What the task asks:
Exactly how many lines of the data below include the string "FIFO"? State the number and nothing more.

(Collected data)
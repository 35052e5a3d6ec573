//! # Output Multiplexer
//!
//! Per-connection outbound queues with priority ordering, batching, a hard
//! capacity bound, and backpressure handling.
//!
//! ## Design Principles
//! 1. **Single Writer**: Each registered socket is owned by exactly one
//!    writer task, so at most one flush is ever active per slot.
//! 2. **Lock-Free I/O**: The slot mutex guards queue state only; it is
//!    released before any socket call.
//! 3. **Priority First**: Flushes drain the priority queue fully before
//!    normal, and normal fully before low; FIFO within a class.
//! 4. **Bounded Memory**: Enqueueing past the capacity evicts the oldest
//!    low (then disproportionate normal) message instead of growing.
//!
//! Large payloads are split into sequential chunks at enqueue time; chunks
//! stay contiguous because they enter the same FIFO back-to-back and no
//! other producer can interleave within one enqueue call.

use std::collections::VecDeque;
use std::io;
use std::sync::atomic::{AtomicBool, AtomicU64, AtomicU8, Ordering};
use std::sync::Arc;
use std::time::Duration;

use ahash::RandomState;
use bytes::Bytes;
use hashbrown::HashMap;
use parking_lot::Mutex;
use tokio::net::tcp::OwnedWriteHalf;
use tokio::sync::Notify;
use tokio::time::Instant;
use tracing::{debug, trace, warn};

use crate::config::WriterConfig;

/// Stable identifier for a connection; the broker stores these instead of
/// connection references.
pub type ConnId = u64;

/// Outbound priority classes.
///
/// Replies use `High`; pub/sub deliveries default to `Normal` unless the
/// subscription says otherwise.
#[derive(Debug, Clone, Copy, PartialEq, Eq, Hash)]
pub enum Priority {
    High,
    Normal,
    Low,
}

The answer:
2